### TASK INSTRUCTIONS
When you respond, restate each record exactly as it is given.

MATERIAL FOR THIS EXERCISE section start

//! Explicit cache of loaded record sets.
//!
//! Interactive callers re-run the pipeline on every selection change; the cache lets them skip
//! re-parsing a source whose content has not changed. Entries are keyed by a hash of the source
//! bytes together with the options that affect parsing, and are only removed by
//! [`DatasetCache::invalidate`] or [`DatasetCache::clear`].

use std::collections::HashMap;
use std::collections::hash_map::DefaultHasher;
use std::hash::{Hash, Hasher};
use std::sync::Arc;

use crate::error::PipelineResult;
use crate::types::RecordSet;

use super::unified::{load, resolve_format, LoadOptions, SalesSource};

/// Identity of a cached record set: content hash plus parsing options.
#[derive(Debug, Clone, Copy, PartialEq, Eq, Hash)]
pub struct CacheKey(u64);

impl CacheKey {
    /// Compute the key for `source` under `options`. Path sources are read from disk.
    pub fn for_source(source: &SalesSource, options: &LoadOptions) -> PipelineResult<Self> {
        let mut hasher = DefaultHasher::new();
        match source {
            SalesSource::Path(p) => std::fs::read(p)?.hash(&mut hasher),
            SalesSource::Bytes { bytes, .. } => bytes.hash(&mut hasher),
        }
        resolve_format(source, options)?.hash(&mut hasher);
        options.sheet.hash(&mut hasher);
        options.columns.hash(&mut hasher);
        options.date_formats.hash(&mut hasher);
        options.delimiter.hash(&mut hasher);
        Ok(Self(hasher.finish()))
    }
}

/// Hit/miss counters.
#[derive(Debug, Clone, Copy, Default, PartialEq, Eq)]
pub struct CacheStats {
    pub hits: u64,
    pub misses: u64,
}

/// Content-addressed cache of loaded [`RecordSet`]s.
///
/// Owned by the caller; there is no process-wide instance.
#[derive(Debug, Default)]
pub struct DatasetCache {
    entries: HashMap<CacheKey, Arc<RecordSet>>,
    stats: CacheStats,
}

impl DatasetCache {
    pub fn new() -> Self {
        Self::default()
    }

    /// Return the cached record set for `source`, loading and caching it on a miss.
    ///
    /// Failed loads are not cached.
    ///
    /// A path source is read once; the key and the parsed records both come from that snapshot.
    pub fn load(&mut self, source: &SalesSource, options: &LoadOptions) -> PipelineResult<(CacheKey, Arc<RecordSet>)> {
        let snapshot;
        let source = match source {
            SalesSource::Path(p) => {
                snapshot = SalesSource::from_bytes(p.display().to_string(), std::fs::read(p)?);
                &snapshot
            }
            SalesSource::Bytes { .. } => source,
        };

        let key = CacheKey::for_source(source, options)?;
        if let Some(records) = self.entries.get(&key) {
            self.stats.hits += 1;
            log::debug!("dataset cache hit for {}", source.describe());
            return Ok((key, Arc::clone(records)));
        }

        self.stats.misses += 1;
        let records = Arc::new(load(source, options)?);
        self.entries.insert(key, Arc::clone(&records));
        Ok((key, records))
    }

    pub fn get(&self, key: &CacheKey) -> Option<Arc<RecordSet>> {
        self.entries.get(key).cloned()
    }

    /// Drop one entry. Returns `true` if it was present.
    pub fn invalidate(&mut self, key: &CacheKey) -> bool {
        self.entries.remove(key).is_some()
    }

    /// Drop every entry.
    pub fn clear(&mut self) {
        self.entries.clear();
    }

    pub fn len(&self) -> usize {
        self.entries.len()
    }

    pub fn is_empty(&self) -> bool {
        self.entries.is_empty()
    }

    pub fn stats(&self) -> CacheStats {
        self.stats
    }
}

MATERIAL FOR THIS EXERCISE section end

### EXERCISE RESULT
//! Explicit cache of loaded record sets.
//!
//! Interactive callers re-run the pipeline on every selection change; the cache lets them skip
//! re-parsing a source whose content has not changed. Entries are keyed by a hash of the source
//! bytes together with the options that affect parsing, and are only removed by
//! [`DatasetCache::invalidate`] or [`DatasetCache::clear`].

use std::collections::HashMap;
use std::collections::hash_map::DefaultHasher;
use std::hash::{Hash, Hasher};
use std::sync::Arc;

use crate::error::PipelineResult;
use crate::types::RecordSet;

use super::unified::{load, resolve_format, LoadOptions, SalesSource};

/// Identity of a cached record set: content hash plus parsing options.
#[derive(Debug, Clone, Copy, PartialEq, Eq, Hash)]
pub struct CacheKey(u64);

impl CacheKey {
    /// Compute the key for `source` under `options`. Path sources are read from disk.
    pub fn for_source(source: &SalesSource, options: &LoadOptions) -> PipelineResult<Self> {
        let mut hasher = DefaultHasher::new();
        match source {
            SalesSource::Path(p) => std::fs::read(p)?.hash(&mut hasher),
            SalesSource::Bytes { bytes, .. } => bytes.hash(&mut hasher),
        }
        resolve_format(source, options)?.hash(&mut hasher);
        options.sheet.hash(&mut hasher);
        options.columns.hash(&mut hasher);
        options.date_formats.hash(&mut hasher);
        options.delimiter.hash(&mut hasher);
        Ok(Self(hasher.finish()))
    }
}

/// Hit/miss counters.
#[derive(Debug, Clone, Copy, Default, PartialEq, Eq)]
pub struct CacheStats {
    pub hits: u64,
    pub misses: u64,
}

/// Content-addressed cache of loaded [`RecordSet`]s.
///
/// Owned by the caller; there is no process-wide instance.
#[derive(Debug, Default)]
pub struct DatasetCache {
    entries: HashMap<CacheKey, Arc<RecordSet>>,
    stats: CacheStats,
}

impl DatasetCache {
    pub fn new() -> Self {
        Self::default()
    }

    /// Return the cached record set for `source`, loading and caching it on a miss.
    ///
    /// Failed loads are not cached.
    ///
    /// A path source is read once; the key and the parsed records both come from that snapshot.
    pub fn load(&mut self, source: &SalesSource, options: &LoadOptions) -> PipelineResult<(CacheKey, Arc<RecordSet>)> {
        let snapshot;
        let source = match source {
            SalesSource::Path(p) => {
                snapshot = SalesSource::from_bytes(p.display().to_string(), std::fs::read(p)?);
                &snapshot
            }
            SalesSource::Bytes { .. } => source,
        };

        let key = CacheKey::for_source(source, options)?;
        if let Some(records) = self.entries.get(&key) {
            self.stats.hits += 1;
            log::debug!("dataset cache hit for {}", source.describe());
            return Ok((key, Arc::clone(records)));
        }

        self.stats.misses += 1;
        let records = Arc::new(load(source, options)?);
        self.entries.insert(key, Arc::clone(&records));
        Ok((key, records))
    }

    pub fn get(&self, key: &CacheKey) -> Option<Arc<RecordSet>> {
        self.entries.get(key).cloned()
    }

    /// Drop one entry. Returns `true` if it was present.
    pub fn invalidate(&mut self, key: &CacheKey) -> bool {
        self.entries.remove(key).is_some()
    }

    /// Drop every entry.
    pub fn clear(&mut self) {
        self.entries.clear();
    }

    pub fn len(&self) -> usize {
        self.entries.len()
    }

    pub fn is_empty(&self) -> bool {
        self.entries.is_empty()
    }

    pub fn stats(&self) -> CacheStats {
        self.stats
    }
}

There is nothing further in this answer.